Instructions for the task.
The answer must be the full set of records, repeated exactly.

Saved entries.
━━━

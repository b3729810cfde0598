//! Unconstrained distribution: each item and entity goes to one uniformly drawn sublocation.
use crate::distribute::events::EventSink;
use crate::distribute::{
    assemble_layout, cleared_sublocations, emit_finished, emit_started, place, Distribution,
    Placeable,
};
use crate::location::{Location, Pool};
use crate::random::{random_source, RandomSource};
use crate::snapshot::SnapshotStore;

/// Distributes `parent`'s pool across its sublocations.
///
/// The pool is the snapshot for `parent.id` when one exists, otherwise `parent`'s current
/// content. A seed makes the result reproducible; without one the thread-local generator is
/// used. A leaf location is returned unchanged.
pub fn distribute(parent: &Location, snapshots: &SnapshotStore, seed: Option<&str>) -> Location {
    let mut rng = random_source(seed);
    distribute_with_events(parent, snapshots, rng.as_mut(), &mut ()).into_layout()
}

/// Like [`distribute`], drawing from `rng` and reporting to `sink`.
pub fn distribute_with_events(
    parent: &Location,
    snapshots: &SnapshotStore,
    rng: &mut dyn RandomSource,
    sink: &mut dyn EventSink,
) -> Distribution {
    if parent.is_leaf() {
        return Distribution::unchanged(parent.clone());
    }
    let pool = snapshots.source_pool(parent);
    distribute_pool(parent, &pool, rng, sink)
}

pub(crate) fn distribute_pool(
    parent: &Location,
    pool: &Pool,
    rng: &mut dyn RandomSource,
    sink: &mut dyn EventSink,
) -> Distribution {
    emit_started(parent, pool, sink);

    let mut sublocations = cleared_sublocations(parent);
    // Items first, then entities, from one shared stream.
    scatter_uniform(&parent.id, &mut sublocations, &pool.items, rng, sink);
    scatter_uniform(&parent.id, &mut sublocations, &pool.entities, rng, sink);

    let result = Distribution::unchanged(assemble_layout(parent, sublocations));
    emit_finished(&result, sink);
    result
}

fn scatter_uniform<T: Placeable>(
    location_id: &str,
    sublocations: &mut [Location],
    values: &[T],
    rng: &mut dyn RandomSource,
    sink: &mut dyn EventSink,
) {
    for value in values {
        let idx = rng.pick_index(sublocations.len());
        place(location_id, sublocations, idx, value, false, sink);
    }
}

#[cfg(test)]
mod tests {
    use std::collections::HashMap;

    use rand::rngs::StdRng;
    use rand::SeedableRng;

    use super::*;
    use crate::distribute::events::{DistributionEvent, DistributionEventKind, VecSink};
    use crate::distribute::test_support::*;
    use crate::random::{AmbientRandom, SeededRandom};

    fn sorted(mut ids: Vec<String>) -> Vec<String> {
        ids.sort();
        ids
    }

    #[test]
    fn seeded_fixture_assigns_known_buckets() {
        let parent = composite("undead_asylum", 4, 6, 2);
        let store = SnapshotStore::capture(&catalog_of(vec![parent.clone()]));

        let layout = distribute(&parent, &store, Some("player123_visit1"));

        // Draws: items -> [0, 3, 1, 2, 0, 0], entities -> [1, 0].
        assert_eq!(
            item_ids(&layout),
            vec![
                vec!["i1".to_string(), "i5".into(), "i6".into()],
                vec!["i3".into()],
                vec!["i4".into()],
                vec!["i2".into()],
            ]
        );
        assert_eq!(
            entity_ids(&layout),
            vec![vec!["e2".to_string()], vec!["e1".into()], vec![], vec![]]
        );
    }

    #[test]
    fn same_seed_gives_identical_layouts() {
        let parent = composite("undead_asylum", 4, 6, 2);
        let store = SnapshotStore::capture(&catalog_of(vec![parent.clone()]));

        let a = distribute(&parent, &store, Some("player123_visit1"));
        let b = distribute(&parent, &store, Some("player123_visit1"));
        assert_eq!(a, b);

        let all_items = sorted(item_ids(&a).into_iter().flatten().collect());
        assert_eq!(all_items, vec!["i1", "i2", "i3", "i4", "i5", "i6"]);
    }

    #[test]
    fn conserves_every_item_and_entity() {
        let parent = composite("ruined_village", 5, 40, 17);
        let store = SnapshotStore::capture(&catalog_of(vec![parent.clone()]));

        for seed in 0..20u64 {
            let mut rng = AmbientRandom::new(StdRng::seed_from_u64(seed));
            let layout = distribute_with_events(&parent, &store, &mut rng, &mut ()).layout;

            let mut counts: HashMap<String, usize> = HashMap::new();
            for id in item_ids(&layout).into_iter().flatten() {
                *counts.entry(id).or_default() += 1;
            }
            assert_eq!(counts.len(), 40);
            assert!(counts.values().all(|&c| c == 1));
            assert_eq!(layout.distributed_entity_count(), 17);
        }
    }

    #[test]
    fn parent_pool_is_cleared_and_sublocation_order_kept() {
        let parent = composite("ruined_village", 3, 4, 4);
        let store = SnapshotStore::new();
        let layout = distribute(&parent, &store, Some("order"));

        assert!(layout.items.is_empty());
        assert!(layout.entities.is_empty());
        let ids: Vec<&str> = layout.sublocations.iter().map(|s| s.id.as_str()).collect();
        assert_eq!(
            ids,
            vec!["ruined_village_s0", "ruined_village_s1", "ruined_village_s2"]
        );
    }

    #[test]
    fn leaf_is_returned_unchanged() {
        let leaf = composite("firelink", 0, 3, 1);
        let store = SnapshotStore::new();
        assert_eq!(distribute(&leaf, &store, Some("x")), leaf);

        let mut sink = VecSink::new();
        let mut rng = SeededRandom::new("x");
        let result = distribute_with_events(&leaf, &store, &mut rng, &mut sink);
        assert_eq!(result.layout, leaf);
        assert!(sink.is_empty());
    }

    #[test]
    fn events_report_every_placement() {
        let parent = composite("undead_asylum", 4, 6, 2);
        let store = SnapshotStore::new();
        let mut sink = VecSink::new();
        let mut rng = SeededRandom::new("player123_visit1");
        distribute_with_events(&parent, &store, &mut rng, &mut sink);

        let events = sink.into_inner();
        assert!(matches!(
            events.first(),
            Some(DistributionEvent::DistributionStarted {
                sublocations: 4,
                items: 6,
                entities: 2,
                ..
            })
        ));
        let placed = events
            .iter()
            .filter(|e| {
                matches!(
                    e.kind(),
                    DistributionEventKind::ItemPlaced | DistributionEventKind::EntityPlaced
                )
            })
            .count();
        assert_eq!(placed, 8);
        assert!(matches!(
            events.last(),
            Some(DistributionEvent::DistributionFinished {
                items_placed: 6,
                entities_placed: 2,
                items_dropped: 0,
                entities_dropped: 0,
                ..
            })
        ));
    }

    #[test]
    fn empty_pool_emits_warning() {
        let parent = composite("empty_hall", 2, 0, 0);
        let store = SnapshotStore::new();
        let mut sink = VecSink::only(&[DistributionEventKind::Warning]);
        let mut rng = SeededRandom::new("empty");
        let result = distribute_with_events(&parent, &store, &mut rng, &mut sink);

        assert_eq!(result.layout.distributed_item_count(), 0);
        assert_eq!(sink.len(), 1);
    }
}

━━━

Answer to this exercise.
repository b3729810cfde0598
//! Unconstrained distribution: each item and entity goes to one uniformly drawn sublocation.
use crate::distribute::events::EventSink;
use crate::distribute::{
    assemble_layout, cleared_sublocations, emit_finished, emit_started, place, Distribution,
    Placeable,
};
use crate::location::{Location, Pool};
use crate::random::{random_source, RandomSource};
use crate::snapshot::SnapshotStore;

/// Distributes `parent`'s pool across its sublocations.
///
/// The pool is the snapshot for `parent.id` when one exists, otherwise `parent`'s current
/// content. A seed makes the result reproducible; without one the thread-local generator is
/// used. A leaf location is returned unchanged.
pub fn distribute(parent: &Location, snapshots: &SnapshotStore, seed: Option<&str>) -> Location {
    let mut rng = random_source(seed);
    distribute_with_events(parent, snapshots, rng.as_mut(), &mut ()).into_layout()
}

/// Like [`distribute`], drawing from `rng` and reporting to `sink`.
pub fn distribute_with_events(
    parent: &Location,
    snapshots: &SnapshotStore,
    rng: &mut dyn RandomSource,
    sink: &mut dyn EventSink,
) -> Distribution {
    if parent.is_leaf() {
        return Distribution::unchanged(parent.clone());
    }
    let pool = snapshots.source_pool(parent);
    distribute_pool(parent, &pool, rng, sink)
}

pub(crate) fn distribute_pool(
    parent: &Location,
    pool: &Pool,
    rng: &mut dyn RandomSource,
    sink: &mut dyn EventSink,
) -> Distribution {
    emit_started(parent, pool, sink);

    let mut sublocations = cleared_sublocations(parent);
    // Items first, then entities, from one shared stream.
    scatter_uniform(&parent.id, &mut sublocations, &pool.items, rng, sink);
    scatter_uniform(&parent.id, &mut sublocations, &pool.entities, rng, sink);

    let result = Distribution::unchanged(assemble_layout(parent, sublocations));
    emit_finished(&result, sink);
    result
}

fn scatter_uniform<T: Placeable>(
    location_id: &str,
    sublocations: &mut [Location],
    values: &[T],
    rng: &mut dyn RandomSource,
    sink: &mut dyn EventSink,
) {
    for value in values {
        let idx = rng.pick_index(sublocations.len());
        place(location_id, sublocations, idx, value, false, sink);
    }
}

#[cfg(test)]
mod tests {
    use std::collections::HashMap;

    use rand::rngs::StdRng;
    use rand::SeedableRng;

    use super::*;
    use crate::distribute::events::{DistributionEvent, DistributionEventKind, VecSink};
    use crate::distribute::test_support::*;
    use crate::random::{AmbientRandom, SeededRandom};

    fn sorted(mut ids: Vec<String>) -> Vec<String> {
        ids.sort();
        ids
    }

    #[test]
    fn seeded_fixture_assigns_known_buckets() {
        let parent = composite("undead_asylum", 4, 6, 2);
        let store = SnapshotStore::capture(&catalog_of(vec![parent.clone()]));

        let layout = distribute(&parent, &store, Some("player123_visit1"));

        // Draws: items -> [0, 3, 1, 2, 0, 0], entities -> [1, 0].
        assert_eq!(
            item_ids(&layout),
            vec![
                vec!["i1".to_string(), "i5".into(), "i6".into()],
                vec!["i3".into()],
                vec!["i4".into()],
                vec!["i2".into()],
            ]
        );
        assert_eq!(
            entity_ids(&layout),
            vec![vec!["e2".to_string()], vec!["e1".into()], vec![], vec![]]
        );
    }

    #[test]
    fn same_seed_gives_identical_layouts() {
        let parent = composite("undead_asylum", 4, 6, 2);
        let store = SnapshotStore::capture(&catalog_of(vec![parent.clone()]));

        let a = distribute(&parent, &store, Some("player123_visit1"));
        let b = distribute(&parent, &store, Some("player123_visit1"));
        assert_eq!(a, b);

        let all_items = sorted(item_ids(&a).into_iter().flatten().collect());
        assert_eq!(all_items, vec!["i1", "i2", "i3", "i4", "i5", "i6"]);
    }

    #[test]
    fn conserves_every_item_and_entity() {
        let parent = composite("ruined_village", 5, 40, 17);
        let store = SnapshotStore::capture(&catalog_of(vec![parent.clone()]));

        for seed in 0..20u64 {
            let mut rng = AmbientRandom::new(StdRng::seed_from_u64(seed));
            let layout = distribute_with_events(&parent, &store, &mut rng, &mut ()).layout;

            let mut counts: HashMap<String, usize> = HashMap::new();
            for id in item_ids(&layout).into_iter().flatten() {
                *counts.entry(id).or_default() += 1;
            }
            assert_eq!(counts.len(), 40);
            assert!(counts.values().all(|&c| c == 1));
            assert_eq!(layout.distributed_entity_count(), 17);
        }
    }

    #[test]
    fn parent_pool_is_cleared_and_sublocation_order_kept() {
        let parent = composite("ruined_village", 3, 4, 4);
        let store = SnapshotStore::new();
        let layout = distribute(&parent, &store, Some("order"));

        assert!(layout.items.is_empty());
        assert!(layout.entities.is_empty());
        let ids: Vec<&str> = layout.sublocations.iter().map(|s| s.id.as_str()).collect();
        assert_eq!(
            ids,
            vec!["ruined_village_s0", "ruined_village_s1", "ruined_village_s2"]
        );
    }

    #[test]
    fn leaf_is_returned_unchanged() {
        let leaf = composite("firelink", 0, 3, 1);
        let store = SnapshotStore::new();
        assert_eq!(distribute(&leaf, &store, Some("x")), leaf);

        let mut sink = VecSink::new();
        let mut rng = SeededRandom::new("x");
        let result = distribute_with_events(&leaf, &store, &mut rng, &mut sink);
        assert_eq!(result.layout, leaf);
        assert!(sink.is_empty());
    }

    #[test]
    fn events_report_every_placement() {
        let parent = composite("undead_asylum", 4, 6, 2);
        let store = SnapshotStore::new();
        let mut sink = VecSink::new();
        let mut rng = SeededRandom::new("player123_visit1");
        distribute_with_events(&parent, &store, &mut rng, &mut sink);

        let events = sink.into_inner();
        assert!(matches!(
            events.first(),
            Some(DistributionEvent::DistributionStarted {
                sublocations: 4,
                items: 6,
                entities: 2,
                ..
            })
        ));
        let placed = events
            .iter()
            .filter(|e| {
                matches!(
                    e.kind(),
                    DistributionEventKind::ItemPlaced | DistributionEventKind::EntityPlaced
                )
            })
            .count();
        assert_eq!(placed, 8);
        assert!(matches!(
            events.last(),
            Some(DistributionEvent::DistributionFinished {
                items_placed: 6,
                entities_placed: 2,
                items_dropped: 0,
                entities_dropped: 0,
                ..
            })
        ));
    }

    #[test]
    fn empty_pool_emits_warning() {
        let parent = composite("empty_hall", 2, 0, 0);
        let store = SnapshotStore::new();
        let mut sink = VecSink::only(&[DistributionEventKind::Warning]);
        let mut rng = SeededRandom::new("empty");
        let result = distribute_with_events(&parent, &store, &mut rng, &mut sink);

        assert_eq!(result.layout.distributed_item_count(), 0);
        assert_eq!(sink.len(), 1);
    }
}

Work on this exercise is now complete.